Marcello follows a helicopter delivering a monumental statue of Christ, on a tow line, to the Vatican. From his own helicopter, he flirts with women sunbathing on a roof. The noise of the machine drowns out his voice as he tries to shout for their telephone numbers. In a parallel scene of shot-countershot the film ends with Marcello accosted by a charming and innocent girl who had once waited on his table. A stretch of water separates them and the noise of the sea makes her words inaudible to him. An Italian audience might recognize the allusion to the Medusa of the Inferno in the grotesquely reified image of Christ soaring through the Roman sky; even more evident would be the figure of Matilda at the top of Purgatorio who represents the summit of earthly beauty, irradiated by divine grace. Marcello has lost the ability to react to the grossness of the former and the saving promise of the latter. The world he inhabits is as lost as he is: Marcello moves from prostitutes to aristocratic women while, at the same time, deceiving his girlfriend; his intellectual friend, Steiner, who had urged him to find more fulfilling work, kills himself and his children; he covers for his newspaper the scene of a false miracle where someone is trampled by the enthusiastic crowd; he follows an American movie star as she utters banalities and poses for the press. In the center of the film Marcello accompanies his father on his first night in Rome since he was one of Mussolini's blackshirts (this is subtly suggested by the old man's references, never bluntly stated). The father's physical collapse and profound embarrassment when he fails to perform with a prostitute predicts the hero's eventual confrontation with the limitation of his values, just as its suggests that the playboy figure of 1959, brilliantly represented by Marcello Mastroianni, is a modern version of the Fascist ideal.
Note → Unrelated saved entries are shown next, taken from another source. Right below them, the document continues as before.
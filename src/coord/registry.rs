//! Name → action table the coordinator resolves nodes against.
//!
//! Graphs are checked against the table when loaded and when nodes are
//! appended at runtime, so a worker is never spawned for an unknown action.

use parking_lot::RwLock;
use std::collections::BTreeMap;
use std::sync::Arc;
use tracing::{debug, warn};

use crate::coord::action::NodeAction;
use crate::core::errors::{FlowError, Result};
use crate::dag_flow::Node;

/// Actions keyed by [`NodeAction::name`]. Clones share the same table.
#[derive(Clone, Default)]
pub struct ActionRegistry {
    actions: Arc<RwLock<BTreeMap<String, Arc<dyn NodeAction>>>>,
}

impl ActionRegistry {
    pub fn new() -> Self {
        Self::default()
    }

    /// Register an action. A second action with the same name replaces the
    /// first.
    pub fn register(&self, action: Arc<dyn NodeAction>) {
        let name = action.name().to_string();
        if self.actions.write().insert(name.clone(), action).is_some() {
            warn!(action = %name, "Replaced registered action");
        } else {
            debug!(action = %name, "Registered action");
        }
    }

    /// The action a node names
    pub fn resolve(&self, name: &str) -> Result<Arc<dyn NodeAction>> {
        let action = self.actions.read().get(name).cloned();
        action.ok_or_else(|| self.not_registered(name.to_string()))
    }

    pub fn contains(&self, name: &str) -> bool {
        self.actions.read().contains_key(name)
    }

    /// Registered action names, sorted
    pub fn names(&self) -> Vec<String> {
        self.actions.read().keys().cloned().collect()
    }

    /// Fail on the first node whose action is not registered
    pub fn check_nodes(&self, nodes: &[Node]) -> Result<()> {
        match nodes.iter().find(|n| !self.contains(&n.action)) {
            Some(node) => Err(self.not_registered(format!("{} (node {})", node.action, node.id))),
            None => Ok(()),
        }
    }

    fn not_registered(&self, what: String) -> FlowError {
        FlowError::ActionNotRegistered(format!("{}; registered: [{}]", what, self.names().join(", ")))
    }
}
The moral atmosphere of La dolce vita reflects that in all of Fellini's films, but the grandeur of its scale, the refusal to resort to a pitiful or lovable protagonist, and the accuracy of its caricatures make it one of his most enduring achievements. Its initial success was, however, due in great part to the supposedly daring and sensational manner with which it dealt with sexual themes. Actually, it was one of three films to emerge from Italy at the end of the 1950s which heralded a powerful renewal of that national cinema. The others were Michelangelo Antonioni's L'avventura and Luchino Visconti's Rocco e i suoi fratelli, both released in 1960.